Segment Open
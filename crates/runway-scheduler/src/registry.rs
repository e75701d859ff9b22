//! Runner registry: known runners, their capability labels and liveness.
//!
//! `busy` is owned by the lease path. A runner only becomes busy together
//! with a successful claim, and only returns to online through
//! [`RunnerRegistry::release`] once it holds no unfinished work.

use chrono::{DateTime, Duration, Utc};
use runway_core::{Result, Runner, RunnerHeartbeat, RunnerId, RunnerStatus};
use runway_db::SchedulerStore;
use std::collections::BTreeSet;
use std::sync::Arc;
use tracing::{debug, info};

#[derive(Clone)]
pub struct RunnerRegistry {
    store: Arc<dyn SchedulerStore>,
}

impl RunnerRegistry {
    pub fn new(store: Arc<dyn SchedulerStore>) -> Self {
        Self { store }
    }

    /// Record a heartbeat. A runner cannot report itself busy; that is
    /// recorded as online.
    pub async fn heartbeat(&self, heartbeat: &RunnerHeartbeat) -> Result<Runner> {
        let mut heartbeat = heartbeat.clone();
        if heartbeat.status == RunnerStatus::Busy {
            heartbeat.status = RunnerStatus::Online;
        }
        let runner = self.store.record_heartbeat(&heartbeat).await?;
        debug!(runner_id = %runner.id, status = %runner.status, "Runner heartbeat");
        Ok(runner)
    }

    pub async fn get(&self, id: RunnerId) -> Result<Runner> {
        Ok(self.store.get_runner(id).await?)
    }

    pub async fn list(&self) -> Result<Vec<Runner>> {
        Ok(self.store.list_runners().await?)
    }

    /// Runners that can take a lease right now.
    pub async fn idle(&self) -> Result<Vec<Runner>> {
        let runners = self.store.list_runners().await?;
        Ok(runners
            .into_iter()
            .filter(|r| r.status == RunnerStatus::Online)
            .collect())
    }

    /// Whether any runner that is not offline advertises every label in
    /// `required`.
    pub async fn has_candidate(&self, required: &BTreeSet<String>) -> Result<bool> {
        let runners = self.store.list_runners().await?;
        Ok(runners
            .iter()
            .any(|r| r.status != RunnerStatus::Offline && r.satisfies(required)))
    }

    /// `busy -> online`. False when the runner was not busy, or still holds
    /// a lease or a revoked job that has not finished.
    pub async fn release(&self, id: RunnerId) -> Result<bool> {
        let released = self.store.release_runner(id).await?;
        if released.is_some() {
            debug!(runner_id = %id, "Runner released");
        }
        Ok(released.is_some())
    }

    /// Mark an unresponsive runner offline, whatever it was doing.
    pub async fn mark_offline(&self, id: RunnerId) -> Result<()> {
        for from in [RunnerStatus::Busy, RunnerStatus::Online] {
            if self
                .store
                .set_runner_status(id, from, RunnerStatus::Offline)
                .await?
                .is_some()
            {
                info!(runner_id = %id, was = %from, "Runner marked offline");
                return Ok(());
            }
        }
        Ok(())
    }

    /// Mark online runners silent for longer than `timeout` offline. Busy
    /// runners are left to their lease expiry.
    pub async fn mark_stale_offline(
        &self,
        now: DateTime<Utc>,
        timeout: Duration,
    ) -> Result<Vec<RunnerId>> {
        let mut marked = Vec::new();
        for runner in self.store.list_runners().await? {
            if runner.status != RunnerStatus::Online || runner.last_heartbeat + timeout > now {
                continue;
            }
            let updated = self
                .store
                .set_runner_status(runner.id, RunnerStatus::Online, RunnerStatus::Offline)
                .await?;
            if updated.is_some() {
                info!(
                    runner_id = %runner.id,
                    last_heartbeat = %runner.last_heartbeat,
                    "Runner heartbeat timed out"
                );
                marked.push(runner.id);
            }
        }
        Ok(marked)
    }
}
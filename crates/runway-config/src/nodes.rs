//! Helpers for extracting values from KDL nodes.

use kdl::{KdlNode, KdlValue};

use crate::{ConfigError, ConfigResult};

pub fn get_first_arg(node: &KdlNode) -> Option<&KdlValue> {
    node.entries()
        .iter()
        .find(|e| e.name().is_none())
        .map(|e| e.value())
}

pub fn get_first_string_arg(node: &KdlNode) -> Option<String> {
    get_first_arg(node)
        .and_then(|v| v.as_string())
        .map(|s| s.to_string())
}

pub fn get_all_string_args(node: &KdlNode) -> Vec<String> {
    node.entries()
        .iter()
        .filter(|e| e.name().is_none())
        .filter_map(|e| e.value().as_string())
        .map(|s| s.to_string())
        .collect()
}

/// A string property; present with another type is an error.
pub fn get_string_prop(node: &KdlNode, name: &str) -> ConfigResult<Option<String>> {
    match node.get(name) {
        None => Ok(None),
        Some(v) => v
            .as_string()
            .map(|s| Some(s.to_string()))
            .ok_or_else(|| ConfigError::invalid(name, "expected a string")),
    }
}

pub fn get_bool_prop(node: &KdlNode, name: &str) -> ConfigResult<Option<bool>> {
    match node.get(name) {
        None => Ok(None),
        Some(v) => v
            .as_bool()
            .map(Some)
            .ok_or_else(|| ConfigError::invalid(name, "expected #true or #false")),
    }
}

pub fn get_int_prop(node: &KdlNode, name: &str) -> ConfigResult<Option<i128>> {
    match node.get(name) {
        None => Ok(None),
        Some(v) => v
            .as_integer()
            .map(Some)
            .ok_or_else(|| ConfigError::invalid(name, "expected an integer")),
    }
}

/// All values of a repeatable string property (`needs="a" needs="b"`), or
/// the arguments of a child node with the same name (`needs "a" "b"`).
pub fn get_string_list_prop(node: &KdlNode, name: &str) -> Vec<String> {
    let result: Vec<String> = node
        .entries()
        .iter()
        .filter(|e| e.name().is_some_and(|n| n.value() == name))
        .filter_map(|e| e.value().as_string())
        .map(|s| s.to_string())
        .collect();

    if !result.is_empty() {
        return result;
    }

    node.children()
        .and_then(|children| children.nodes().iter().find(|c| c.name().value() == name))
        .map(get_all_string_args)
        .unwrap_or_default()
}
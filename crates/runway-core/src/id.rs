//! Resource identifiers.
//!
//! Every entity gets its own newtype so a `JobId` can never be passed where a
//! `RunId` is expected. All ids are UUIDv7, which keeps them time-ordered.

use derive_more::Display;
use serde::{Deserialize, Serialize};
use uuid::Uuid;

macro_rules! resource_id {
    ($(#[$meta:meta])* $name:ident) => {
        $(#[$meta])*
        #[derive(
            Debug, Clone, Copy, PartialEq, Eq, PartialOrd, Ord, Hash, Serialize, Deserialize, Display,
        )]
        #[display("{_0}")]
        #[serde(transparent)]
        pub struct $name(Uuid);

        impl $name {
            /// Create a new unique id using UUIDv7.
            pub fn new() -> Self {
                Self(Uuid::now_v7())
            }

            /// Wrap an existing UUID.
            pub fn from_uuid(uuid: Uuid) -> Self {
                Self(uuid)
            }

            /// Get the underlying UUID.
            pub fn as_uuid(&self) -> &Uuid {
                &self.0
            }
        }

        impl Default for $name {
            fn default() -> Self {
                Self::new()
            }
        }

        impl From<Uuid> for $name {
            fn from(uuid: Uuid) -> Self {
                Self(uuid)
            }
        }

        impl From<$name> for Uuid {
            fn from(id: $name) -> Self {
                id.0
            }
        }

        impl std::str::FromStr for $name {
            type Err = uuid::Error;

            fn from_str(s: &str) -> std::result::Result<Self, Self::Err> {
                Ok(Self(Uuid::parse_str(s)?))
            }
        }
    };
}

resource_id!(
    /// Identity of an indexed workflow file.
    WorkflowId
);
resource_id!(
    /// Identity of the repository a workflow belongs to.
    RepositoryId
);
resource_id!(
    /// Identity of a workflow run.
    RunId
);
resource_id!(
    /// Identity of a job within a run.
    JobId
);
resource_id!(
    /// Identity of a step within a job attempt.
    StepId
);
resource_id!(
    /// Identity of an execution agent.
    RunnerId
);
resource_id!(
    /// Identity of a dispatch queue entry.
    EntryId
);
//! Rollup engine.
//!
//! Derives job state from the current attempt's steps and run state from
//! jobs, and pushes terminal outcomes back down: dependents of a job that did
//! not succeed are skipped, fail-fast and run cancellation cancel the
//! remaining jobs. Every write carries the status it was computed from and
//! is recomputed from fresh state when the store reports it stale.

use chrono::{DateTime, Utc};
use runway_core::status::{Rollup, rollup};
use runway_core::{
    Conclusion, EntryId, Error, FailureReason, Job, JobId, QueueStatus, Result, RunId, RunnerId,
    Status, Step, StepId, WorkflowRun,
};
use runway_db::{DbError, DbResult, SchedulerStore};
use std::collections::BTreeSet;
use std::future::Future;
use std::sync::Arc;
use tracing::{debug, info, warn};

use crate::queue::DispatchQueue;

/// Read-modify-write attempts before a stale write is surfaced.
const MAX_CAS_ATTEMPTS: usize = 8;

/// Run a read-modify-write until it stops losing to concurrent writers.
pub(crate) async fn retry_stale<T, F, Fut>(what: &str, mut op: F) -> Result<T>
where
    F: FnMut() -> Fut,
    Fut: Future<Output = DbResult<T>>,
{
    let mut last = String::new();
    for attempt in 1..=MAX_CAS_ATTEMPTS {
        match op().await {
            Err(DbError::Stale(msg)) => {
                debug!(what, attempt, reason = %msg, "Stale write, retrying");
                last = msg;
            }
            other => return other.map_err(Into::into),
        }
    }
    Err(Error::StaleState(format!("{}: {}", what, last)))
}

/// A lease taken away from a runner that should be told to stop.
#[derive(Debug, Clone, Copy, PartialEq, Eq)]
pub struct Revocation {
    pub runner_id: RunnerId,
    pub entry_id: EntryId,
}

/// How the unfinished steps of an attempt are closed.
#[derive(Debug, Clone, Copy)]
enum Closing {
    Cancelled,
    Skipped,
    /// Running steps fail, unstarted ones are skipped.
    Failed,
    /// Running steps take the reported conclusion, unstarted ones are skipped.
    Reported(Conclusion),
}
//! The scheduler: the operations runners and operators call, and the tick
//! that reaps expired leases, enforces invariants and dispatches work.
//!
//! Nothing here holds in-process locks. Every decision is re-validated by a
//! conditional write in the store, so several schedulers can share one
//! database.

use chrono::{DateTime, Utc};
use futures::future::join_all;
use runway_config::SchedulerConfig;
use runway_core::dispatch::{Assignment, RunnerDispatcher};
use runway_core::tree::RunRequest;
use runway_core::{
    Conclusion, EntryId, Error, FailureReason, Job, JobId, QueueEntry, QueueStatus, RepositoryId,
    Result, RunId, Runner, RunnerHeartbeat, RunnerId, RunnerStatus, Status, Step, StepId,
    Workflow, WorkflowId, WorkflowRun,
};
use runway_db::{DbError, SchedulerStore};
use serde::Serialize;
use std::collections::{BTreeSet, HashMap};
use std::future::Future;
use std::sync::Arc;
use tokio::time::{sleep, timeout};
use tracing::{debug, error, info, warn};

use crate::chrono_duration;
use crate::lease::LeaseManager;
use crate::queue::DispatchQueue;
use crate::registry::RunnerRegistry;
use crate::rollup::{Revocation, RollupEngine, fresh_steps, terminal_status};

/// Peek/lease rounds before a runner gives up on one dispatch pass.
const MAX_LEASE_ATTEMPTS: usize = 3;

/// Jobs of cancelled runs picked up per tick.
const CANCEL_SWEEP_LIMIT: i64 = 256;

/// The tick waits this many poll intervals after a failed tick.
const ERROR_BACKOFF_FACTOR: u32 = 5;
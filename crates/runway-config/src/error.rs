//! Configuration parsing errors.

use thiserror::Error;

#[derive(Debug, Error)]
pub enum ConfigError {
    #[error("KDL parse error: {0}")]
    Parse(#[from] kdl::KdlError),

    #[error("missing required field: {0}")]
    MissingField(String),

    #[error("invalid value for {field}: {message}")]
    InvalidValue { field: String, message: String },

    #[error("duplicate definition: {0}")]
    Duplicate(String),

    #[error("invalid reference: {0}")]
    InvalidReference(String),

    #[error("invalid job tree: {0}")]
    InvalidTree(#[from] runway_core::Error),

    #[error("IO error: {0}")]
    Io(#[from] std::io::Error),
}

impl ConfigError {
    pub(crate) fn invalid(field: impl Into<String>, message: impl Into<String>) -> Self {
        ConfigError::InvalidValue {
            field: field.into(),
            message: message.into(),
        }
    }
}

pub type ConfigResult<T> = std::result::Result<T, ConfigError>;
#[cfg(test)]
mod tests {
    use super::*;
    use chrono::Duration;

    fn job(run_id: RunId, priority: i32, labels: &[&str], needs: Vec<JobId>) -> Job {
        Job {
            id: JobId::new(),
            run_id,
            name: format!("job-{}", priority),
            status: Status::Queued,
            conclusion: None,
            failure_reason: None,
            runner_id: None,
            required_labels: labels.iter().map(|s| s.to_string()).collect(),
            needs,
            priority,
            continue_on_error: false,
            retry_count: 0,
            max_retries: 1,
            rerun_of: None,
            cancel_requested_at: None,
            created_at: Utc::now(),
            started_at: None,
            completed_at: None,
            version: 0,
        }
    }

    fn seed(store: &MemoryStore, jobs: &[Job]) -> Vec<QueueEntry> {
        let mut state = store.state();
        let now = Utc::now();
        jobs.iter()
            .enumerate()
            .map(|(i, job)| {
                state.jobs.insert(job.id, job.clone());
                let mut entry = QueueEntry::pending(
                    job,
                    serde_json::Value::Null,
                    now + Duration::milliseconds(i as i64),
                );
                entry.available_at = now;
                state.entries.insert(entry.id, entry.clone());
                entry
            })
            .collect()
    }

    async fn online_runner(store: &MemoryStore) -> RunnerId {
        let heartbeat = RunnerHeartbeat {
            runner_id: RunnerId::new(),
            name: "linux-1".to_string(),
            kind: runway_core::RunnerKind::SelfHosted,
            labels: labels(&["linux"]),
            status: RunnerStatus::Online,
            timestamp: Utc::now(),
        };
        store.record_heartbeat(&heartbeat).await.unwrap().id
    }

    fn labels(items: &[&str]) -> BTreeSet<String> {
        items.iter().map(|s| s.to_string()).collect()
    }

    #[tokio::test]
    async fn test_peek_ready_orders_by_priority_then_age() {
        let store = MemoryStore::new();
        let run_id = RunId::new();
        let entries = seed(
            &store,
            &[
                job(run_id, 100, &[], vec![]),
                job(run_id, 200, &[], vec![]),
                job(run_id, 200, &[], vec![]),
            ],
        );

        let now = Utc::now() + Duration::seconds(1);
        let ready = store.peek_ready(&labels(&[]), now).await.unwrap().unwrap();
        assert_eq!(ready.id, entries[1].id);

        // Peeking does not mutate.
        let again = store.peek_ready(&labels(&[]), now).await.unwrap().unwrap();
        assert_eq!(again.id, entries[1].id);
    }

    #[tokio::test]
    async fn test_peek_ready_respects_labels_and_dependencies() {
        let store = MemoryStore::new();
        let run_id = RunId::new();
        let build = job(run_id, 0, &["linux"], vec![]);
        let gpu = job(run_id, 50, &["gpu"], vec![]);
        let test = job(run_id, 100, &["linux"], vec![build.id]);
        let entries = seed(&store, &[build.clone(), gpu, test]);

        let now = Utc::now() + Duration::seconds(1);
        let ready = store
            .peek_ready(&labels(&["linux", "x64"]), now)
            .await
            .unwrap()
            .unwrap();
        assert_eq!(ready.id, entries[0].id);
    }

    #[tokio::test]
    async fn test_claim_is_exclusive() {
        let store = MemoryStore::new();
        let entries = seed(&store, &[job(RunId::new(), 0, &[], vec![])]);
        let expiry = Utc::now() + Duration::seconds(30);
        let a = online_runner(&store).await;
        let b = online_runner(&store).await;

        let first = store.claim_entry(entries[0].id, a, expiry).await.unwrap();
        let second = store.claim_entry(entries[0].id, b, expiry).await.unwrap();

        assert!(matches!(first, Claim::Leased(ref e) if e.lease_holder == Some(a)));
        assert!(matches!(second, Claim::EntryTaken));
        assert_eq!(store.get_runner(a).await.unwrap().status, RunnerStatus::Busy);
        assert_eq!(store.get_runner(b).await.unwrap().status, RunnerStatus::Online);
    }

    #[tokio::test]
    async fn test_busy_runner_cannot_claim_again() {
        let store = MemoryStore::new();
        let entries = seed(
            &store,
            &[job(RunId::new(), 0, &[], vec![]), job(RunId::new(), 0, &[], vec![])],
        );
        let expiry = Utc::now() + Duration::seconds(30);
        let runner = online_runner(&store).await;

        store.claim_entry(entries[0].id, runner, expiry).await.unwrap();
        let second = store.claim_entry(entries[1].id, runner, expiry).await.unwrap();

        assert!(matches!(second, Claim::RunnerUnavailable));
        let untouched = store.get_entry(entries[1].id).await.unwrap();
        assert_eq!(untouched.status, QueueStatus::Pending);
    }

    #[tokio::test]
    async fn test_release_keeps_runner_that_holds_a_lease() {
        let store = MemoryStore::new();
        let entries = seed(&store, &[job(RunId::new(), 0, &[], vec![])]);
        let runner = online_runner(&store).await;
        let expiry = Utc::now() + Duration::seconds(30);
        store.claim_entry(entries[0].id, runner, expiry).await.unwrap();

        assert!(store.release_runner(runner).await.unwrap().is_none());
        assert_eq!(store.get_runner(runner).await.unwrap().status, RunnerStatus::Busy);

        store
            .finish_entry(entries[0].id, runner, QueueStatus::Completed)
            .await
            .unwrap();
        let released = store.release_runner(runner).await.unwrap().unwrap();
        assert_eq!(released.status, RunnerStatus::Online);
    }

    #[tokio::test]
    async fn test_requeue_records_attempt_with_the_entry() {
        let store = MemoryStore::new();
        let j = job(RunId::new(), 0, &[], vec![]);
        let entries = seed(&store, std::slice::from_ref(&j));
        let runner = online_runner(&store).await;
        let now = Utc::now();
        store
            .claim_entry(entries[0].id, runner, now + Duration::seconds(30))
            .await
            .unwrap();

        let requeued = store
            .requeue_entry(entries[0].id, runner, None, now, 1)
            .await
            .unwrap()
            .unwrap();
        assert_eq!(requeued.status, QueueStatus::Pending);

        let after = store.get_job(j.id).await.unwrap();
        assert_eq!(after.retry_count, 1);
        assert_eq!(after.version, j.version + 1);
    }

    #[tokio::test]
    async fn test_cancelled_run_hides_its_entries() {
        let store = MemoryStore::new();
        let run_id = RunId::new();
        let j = job(run_id, 0, &[], vec![]);
        seed(&store, std::slice::from_ref(&j));
        let now = Utc::now() + Duration::seconds(1);
        assert!(store.peek_ready(&labels(&[]), now).await.unwrap().is_some());

        {
            let mut state = store.state();
            let run = WorkflowRun {
                id: run_id,
                workflow_id: WorkflowId::new(),
                repository_id: RepositoryId::new(),
                number: 1,
                event: "push".to_string(),
                head_sha: "abc".to_string(),
                head_branch: None,
                actor: "octo".to_string(),
                status: Status::Cancelled,
                conclusion: Some(runway_core::Conclusion::Cancelled),
                fail_fast: false,
                rerun_of: None,
                cancel_requested_at: Some(now),
                created_at: now,
                started_at: None,
                completed_at: Some(now),
                version: 0,
            };
            state.runs.insert(run_id, run);
        }

        assert!(store.peek_ready(&labels(&[]), now).await.unwrap().is_none());
        let orphans = store.jobs_of_cancelled_runs(10).await.unwrap();
        assert_eq!(orphans.iter().map(|j| j.id).collect::<Vec<_>>(), vec![j.id]);
    }

    #[tokio::test]
    async fn test_enqueue_rejects_second_live_entry() {
        let store = MemoryStore::new();
        let j = job(RunId::new(), 0, &[], vec![]);
        seed(&store, std::slice::from_ref(&j));

        let err = store
            .enqueue(&QueueEntry::pending(&j, serde_json::Value::Null, Utc::now()))
            .await
            .unwrap_err();
        assert!(matches!(err, DbError::Duplicate(_)));
    }

    #[tokio::test]
    async fn test_stale_job_write() {
        let store = MemoryStore::new();
        let j = job(RunId::new(), 0, &[], vec![]);
        seed(&store, std::slice::from_ref(&j));

        let mut started = j.clone();
        started.status = Status::InProgress;
        store.update_job(&started, Status::Queued).await.unwrap();

        let err = store.update_job(&started, Status::Queued).await.unwrap_err();
        assert!(matches!(err, DbError::Stale(_)));

        // Same status, older version: another writer got there first.
        let current = store.get_job(j.id).await.unwrap();
        let mut first = current.clone();
        first.cancel_requested_at = Some(Utc::now());
        store.update_job(&first, Status::InProgress).await.unwrap();
        let mut second = current;
        second.runner_id = Some(RunnerId::new());
        let err = store
            .update_job(&second, Status::InProgress)
            .await
            .unwrap_err();
        assert!(matches!(err, DbError::Stale(_)));
        assert!(store.get_job(j.id).await.unwrap().cancel_requested_at.is_some());

        let mut backwards = store.get_job(j.id).await.unwrap();
        backwards.status = Status::Queued;
        let err = store
            .update_job(&backwards, Status::InProgress)
            .await
            .unwrap_err();
        assert!(matches!(err, DbError::IllegalTransition(_)));
    }
}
Segment Closed
* **Goal of the exercise**: Scan the lines above for "return result;" and for "pub fn as_uuid(&self)". Repeat exactly the line holding each of them and every line in between.

* **Final answer**:
        return result;
    }

    node.children()
        .and_then(|children| children.nodes().iter().find(|c| c.name().value() == name))
        .map(get_all_string_args)
        .unwrap_or_default()
}
filename crates/runway-core/src/id.rs
//! Resource identifiers.
//!
//! Every entity gets its own newtype so a `JobId` can never be passed where a
//! `RunId` is expected. All ids are UUIDv7, which keeps them time-ordered.

use derive_more::Display;
use serde::{Deserialize, Serialize};
use uuid::Uuid;

macro_rules! resource_id {
    ($(#[$meta:meta])* $name:ident) => {
        $(#[$meta])*
        #[derive(
            Debug, Clone, Copy, PartialEq, Eq, PartialOrd, Ord, Hash, Serialize, Deserialize, Display,
        )]
        #[display("{_0}")]
        #[serde(transparent)]
        pub struct $name(Uuid);

        impl $name {
            /// Create a new unique id using UUIDv7.
            pub fn new() -> Self {
                Self(Uuid::now_v7())
            }

            /// Wrap an existing UUID.
            pub fn from_uuid(uuid: Uuid) -> Self {
                Self(uuid)
            }

            /// Get the underlying UUID.
            pub fn as_uuid(&self) -> &Uuid {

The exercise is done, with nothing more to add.